After a week of little wind, Joffy Bird provides an update on the inventories
OK, here we are on Day 12 (Friday 2 December 2005) and we’ve had a few probs. As the rest of the fleet has also experienced the first has got to be the most frustrating, lack of wind.
The first week pretty difficult, ETA really was looking around mid-January. The effects of this was plenty of cussing at Thor and Neptune with little effect at getting them annoyed and thus throwing good sailing weather at us. We soon discovered that Neptune was a smoker and with a daily offering of a fag he shortly delivered, problem solved. We now give him a fag each morning, (the rest of the fleet may thank us in St. Lucia when we arrive by buying us lots of rum and coke).
Next, Batteries! Top tip to everyone. If you purchase new batteries on the day of departure (as we did) then make sure you charge then for a very long time. It took till day eight of charging them for four hours a day to get them up to a suitable charge that will last. Apart from that our power management has been pretty good. This has been aided by the fact that we no longer need to run the fridge as we have run out of foodstuff that requires chilling. We had to throw away two packs of mince and one leg of lamb. The contents of these were thrown overboard when we opened them, as we took a deep sniff and tried very hard not to chunder.
Fuel levels have been a keen topic of conversation with the very sophisticated measuring system of tapping the tank/seeing how empty it is by the amount of sloshing you can hear from within the tank.
Actual sailing kit has survived very well. The new Whomper (Parasail) is an absolute cracker. We have managed to explode two blocks (manufacturers will not be mentioned as I’m still waiting on a refund for something that I returned and I do not want to jeopardise my refund).

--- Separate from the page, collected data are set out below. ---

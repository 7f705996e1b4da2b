//! The graph contract read and written by the diffusion engine.

use uuid::Uuid;

use crate::error::GraphError;
use crate::model::AttributeValue;

/// One edge as seen by the engine: endpoints plus an optional weight.
///
/// `weight == None` means the container carries no explicit weight for this
/// edge; the engine substitutes `1.0`.
#[derive(Debug, Clone, Copy, PartialEq)]
pub struct EdgeRef {
    pub source: Uuid,
    pub target: Uuid,
    pub weight: Option<f64>,
}

/// Minimal surface a graph container must expose to run diffusion on it.
///
/// Iteration order matters: `node_ids` must return nodes in a stable native
/// order so repeated runs on an unmodified graph assign identical indices.
pub trait DiffusionGraph {
    /// Node identifiers in native iteration order.
    fn node_ids(&self) -> Vec<Uuid>;

    /// Edges in native iteration order.
    fn edge_refs(&self) -> Vec<EdgeRef>;

    /// `false` → every edge couples both endpoints.
    fn is_directed(&self) -> bool {
        false
    }

    /// Human-readable node label, if any.
    fn node_name(&self, id: &Uuid) -> Option<&str>;

    fn node_attribute(&self, id: &Uuid, name: &str) -> Option<&AttributeValue>;

    /// Set or overwrite a node attribute.
    fn set_node_attribute(
        &mut self,
        id: &Uuid,
        name: &str,
        value: AttributeValue,
    ) -> Result<(), GraphError>;

    fn node_count(&self) -> usize {
        self.node_ids().len()
    }

    fn edge_count(&self) -> usize {
        self.edge_refs().len()
    }
}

So to summarise, we are now onto tinned food, we have enough power now to run the fridge that we don’t need, fuel is a question mark and if we loose any more blocks we’ll have to start sailing with our bed linen as they will be the only size sails that we can control by hand.
I would like to mention though that these problems are all part of the joy that is sailing. Life at sea would be very boring if everything ran smoothly.